Michel Wasserman1, en véritable expert de la période japonaise de Paul Claudel, offre dans son dernier ouvrage une synthèse incontournable de l’engagement institutionnel et culturel de celui qui fut appelé l’« Ambassadeur-poète » (shijin taishi) au Japon, pays où il exerça son mandat de la fin de l’année 1921 à janvier 1925, puis après un retour en France pour un congé d’un an, à nouveau de février 1926 à février 1927, date à laquelle il rejoignit le poste d’ambassadeur à Washington.
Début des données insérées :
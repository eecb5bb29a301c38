//! # Runtime Configuration
//!
//! Capacity limits and default asset paths for the scene runtime. The
//! capacities here size GPU-side pools up front, so they are validated once
//! at startup rather than checked on every allocation.

use serde::{Deserialize, Serialize};

use super::{Config, ConfigError};

/// Number of texture slots a material exposes to a binding
pub const MATERIAL_TEXTURE_SLOTS: usize = 5;

/// Runtime capacities and asset defaults
#[derive(Debug, Clone, PartialEq, Serialize, Deserialize)]
#[serde(default)]
pub struct RuntimeConfig {
    /// Hard cap on live scene objects
    pub max_objects: usize,
    /// Frames the GPU may be consuming while the CPU prepares the next one
    pub frames_in_flight: usize,
    /// How many superseded resources are kept alive before destruction
    pub retirement_capacity: usize,
    /// Texture slots reserved per binding when sizing the binding pool
    pub texture_slots_per_binding: usize,
    /// Mesh used by `create_mesh` when the caller gives no path
    pub default_mesh_path: String,
    /// Texture used by `create_sprite` when the caller gives no path
    pub default_sprite_path: String,
    /// Material file written by `create_material`-style tooling
    pub default_material_path: String,
    /// Where the asset guid registry is persisted
    pub asset_registry_path: String,
    /// Fallback log filter when `RUST_LOG` is unset
    pub log_level: String,
}

impl Default for RuntimeConfig {
    fn default() -> Self {
        Self {
            max_objects: 1024,
            frames_in_flight: 2,
            retirement_capacity: 16,
            texture_slots_per_binding: MATERIAL_TEXTURE_SLOTS,
            default_mesh_path: "assets/meshes/cube.mesh.ron".to_string(),
            default_sprite_path: "assets/textures/sprite.png".to_string(),
            default_material_path: "assets/materials/default.mat.ron".to_string(),
            asset_registry_path: "assets/registry.ron".to_string(),
            log_level: "info".to_string(),
        }
    }
}

impl Config for RuntimeConfig {}

impl RuntimeConfig {
    /// Set the object capacity
    pub fn with_max_objects(mut self, max_objects: usize) -> Self {
        self.max_objects = max_objects;
        self
    }

    /// Set the number of frames in flight
    pub fn with_frames_in_flight(mut self, frames: usize) -> Self {
        self.frames_in_flight = frames;
        self
    }

    /// Set the retirement queue capacity
    pub fn with_retirement_capacity(mut self, capacity: usize) -> Self {
        self.retirement_capacity = capacity;
        self
    }

    /// Set the default mesh path
    pub fn with_default_mesh(mut self, path: impl Into<String>) -> Self {
        self.default_mesh_path = path.into();
        self
    }

    /// Set the default sprite texture path
    pub fn with_default_sprite(mut self, path: impl Into<String>) -> Self {
        self.default_sprite_path = path.into();
        self
    }

    /// Upper bound on bindings the pool must be able to hold
    pub fn max_bindings(&self) -> usize {
        self.max_objects * self.frames_in_flight * self.texture_slots_per_binding
    }

    /// Validate the configuration
    pub fn validate(&self) -> Result<(), ConfigError> {
        if self.max_objects == 0 {
            return Err(ConfigError::Invalid("max_objects must be at least 1".to_string()));
        }

        if self.frames_in_flight == 0 {
            return Err(ConfigError::Invalid("frames_in_flight must be at least 1".to_string()));
        }

        if self.frames_in_flight > 8 {
            return Err(ConfigError::Invalid(
                "frames_in_flight should not exceed 8".to_string(),
            ));
        }

        if self.retirement_capacity == 0 {
            return Err(ConfigError::Invalid(
                "retirement_capacity must be at least 1".to_string(),
            ));
        }

        if self.texture_slots_per_binding == 0 {
            return Err(ConfigError::Invalid(
                "texture_slots_per_binding must be at least 1".to_string(),
            ));
        }

        Ok(())
    }

    /// Load from disk and validate
    pub fn load_validated(path: &str) -> Result<Self, ConfigError> {
        let config = Self::load_from_file(path)?;
        config.validate()?;
        Ok(config)
    }
}

#[cfg(test)]
mod tests {
    use super::*;

    #[test]
    fn test_default_is_valid() {
        let config = RuntimeConfig::default();
        assert!(config.validate().is_ok());
        assert_eq!(config.frames_in_flight, 2);
        assert_eq!(config.retirement_capacity, 16);
    }

    #[test]
    fn test_rejects_zero_frames() {
        let config = RuntimeConfig::default().with_frames_in_flight(0);
        assert!(matches!(config.validate(), Err(ConfigError::Invalid(_))));
    }

    #[test]
    fn test_max_bindings() {
        let config = RuntimeConfig::default()
            .with_max_objects(10)
            .with_frames_in_flight(3);
        assert_eq!(config.max_bindings(), 10 * 3 * MATERIAL_TEXTURE_SLOTS);
    }

    #[test]
    fn test_toml_round_trip() {
        let dir = tempfile::tempdir().unwrap();
        let path = dir.path().join("runtime.toml");
        let path = path.to_str().unwrap();

        let config = RuntimeConfig::default().with_max_objects(64);
        config.save_to_file(path).unwrap();

        let loaded = RuntimeConfig::load_validated(path).unwrap();
        assert_eq!(loaded, config);
    }

    #[test]
    fn test_partial_ron_uses_defaults() {
        let dir = tempfile::tempdir().unwrap();
        let path = dir.path().join("runtime.ron");
        std::fs::write(&path, "(max_objects: 8)").unwrap();

        let loaded = RuntimeConfig::load_from_file(path.to_str().unwrap()).unwrap();
        assert_eq!(loaded.max_objects, 8);
        assert_eq!(loaded.frames_in_flight, 2);
    }

    #[test]
    fn test_unknown_extension() {
        let result = RuntimeConfig::load_from_file("settings.ini");
        assert!(matches!(result, Err(ConfigError::UnsupportedFormat(_))));
    }

    #[test]
    fn test_missing_file_falls_back_to_defaults() {
        let dir = tempfile::tempdir().unwrap();
        let loaded = RuntimeConfig::load_or_default(dir.path().join("absent.toml")).unwrap();
        assert_eq!(loaded, RuntimeConfig::default());

        let broken = dir.path().join("broken.ron");
        std::fs::write(&broken, "(max_objects: \"many\")").unwrap();
        assert!(matches!(RuntimeConfig::load_or_default(&broken), Err(ConfigError::Parse(_))));
    }
}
Durant ces quelque quatre années effectives de séjour au Japon, Claudel parvint à fonder, en partenariat avec les plus francophiles des mécènes japonais, notamment Eiichi Shibusawa à Tokyo et Katsutarô Inabata à Kyoto, les principaux dispositifs français de coopération culturelle, scientifique et éducative au Japon – lesquels, en 2020, poursuivent leurs missions de diffusion. C’est cette histoire que l’on qualifierait volontiers de « miraculeuse » que Michel Wasserman entreprend de raconter à nouveau, cette fois du point de vue de l’évolution institutionnelle de ces dispositifs, à partir d’une documentation minutieusement explorée en France et au Japon, dans les archives diplomatiques comme dans les registres des établissements concernés.
L’ouvrage est composé de quatre parties principales, au long d’un déroulement tout à la fois chronologique et topographique : « La Maison, 108l’Institut, la Guerre et son ombre, la Villa ». M. Wasserman nous conduit ainsi, des premiers pas de Claudel au Japon, vers la postérité de ses gestes fondateurs, l’étape la plus récente étant la renaissance en 1992 de la Villa Kujoyama (résidence d’artistes pleinement active aujourd’hui à Kyoto). On trouve, au centre de l’ouvrage, un cahier iconographique composé de seize photographies en noir et blanc, documentant essentiellement les bâtiments qui abritaient ces institutions. Trois annexes viennent compléter l’ensemble : les extraits d’un témoignage de Jean-Pierre Hauchecorne, ardent défenseur de l’Institut français du Kansai durant la sombre période de la Seconde Guerre mondiale ; une synthèse sur les différentes localisations et montages immobiliers de la Maison franco-japonaise ; enfin un échange datant de 2017 entre M. Wasserman et celui qui était alors le directeur de la Villa Kujoyama, Christian Merlhiot, à l’occasion des 25 ans de cette Villa refondée. Une liste des références et un index des noms cités mettent le point final à cette petite somme précieuse, qui résume un siècle d’intenses échanges culturels franco-japonais sous l’angle des institutions qui ont permis un tel essor.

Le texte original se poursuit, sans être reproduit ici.